Chapter 48 #2

Florence shot to her feet, sending her chair crashing into the wall.

“Don’t you dare put me in the same category as that man.

” Each syllable fell like ice, her voice barely above a whisper yet filling the room.

“I offer choices where he demands obedience. I build paths to liberation while he constructs cages. The difference should be obvious, even to you.”

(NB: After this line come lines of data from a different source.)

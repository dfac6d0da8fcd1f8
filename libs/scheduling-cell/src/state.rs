// libs/scheduling-cell/src/state.rs
use tokio::sync::Mutex;

use shared_database::DbPool;

/// Shared router state.
///
/// The store has no internal locking and booking is a check-then-insert
/// sequence, so concurrent hosts must serialize write operations.
/// `write_guard` is that mutual-exclusion scope: handlers and the tool
/// dispatcher hold it across each full book/reschedule/cancel call.
pub struct AppState {
    pub pool: DbPool,
    pub write_guard: Mutex<()>,
}

impl AppState {
    pub fn new(pool: DbPool) -> Self {
        Self {
            pool,
            write_guard: Mutex::new(()),
        }
    }
}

Rell matched Florence’s stare until something in her eyes—that familiar zealot’s gleam—made his stomach turn. He looked away first, scowl still firmly in place. He’d seen that same righteous fire in too many officers who’d written condolence letters with the same hand that signed death orders.

“Fine,” he muttered, crossing his arms. “But this breeding program Elora’s talking about—does it even matter to your timeline? The Institute will have to wait years before these... children... are old enough to train.”

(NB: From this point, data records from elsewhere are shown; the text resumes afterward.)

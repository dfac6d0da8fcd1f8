use axum::{
    http::StatusCode,
    response::{IntoResponse, Response},
    Json,
};
use serde_json::json;
use thiserror::Error;

#[derive(Error, Debug)]
pub enum AppError {
    #[error("Not Found: {0}")]
    NotFound(String),

    #[error("Bad Request: {0}")]
    BadRequest(String),

    #[error("Internal Server Error: {0}")]
    Internal(String),

    #[error("Database error: {0}")]
    Database(String),

    #[error("Conflict: {0}")]
    Conflict(String),
}

impl IntoResponse for AppError {
    fn into_response(self) -> Response {
        let (status, message) = match &self {
            AppError::NotFound(msg) => (StatusCode::NOT_FOUND, msg),
            AppError::BadRequest(msg) => (StatusCode::BAD_REQUEST, msg),
            AppError::Internal(msg) => (StatusCode::INTERNAL_SERVER_ERROR, msg),
            AppError::Database(msg) => (StatusCode::INTERNAL_SERVER_ERROR, msg),
            AppError::Conflict(msg) => (StatusCode::CONFLICT, msg),
        };

        tracing::error!("Error: {}: {}", status, message);

        let body = Json(json!({
            "error": message
        }));

        (status, body).into_response()
    }
}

“My plan will take just as long. Adruimor cannot be united in a day or even a year. We need time to build strength, to train people in the alchemical arts.” She swept her hand over the maps. “If we’re to stand any chance against the Empire, we need a generation prepared to fight for their freedom.”

Elora’s fingers found Rell’s forearm. The heat of her skin against his made his anger falter, and he retreated half a step despite himself, his body betraying his resolve to stand firm.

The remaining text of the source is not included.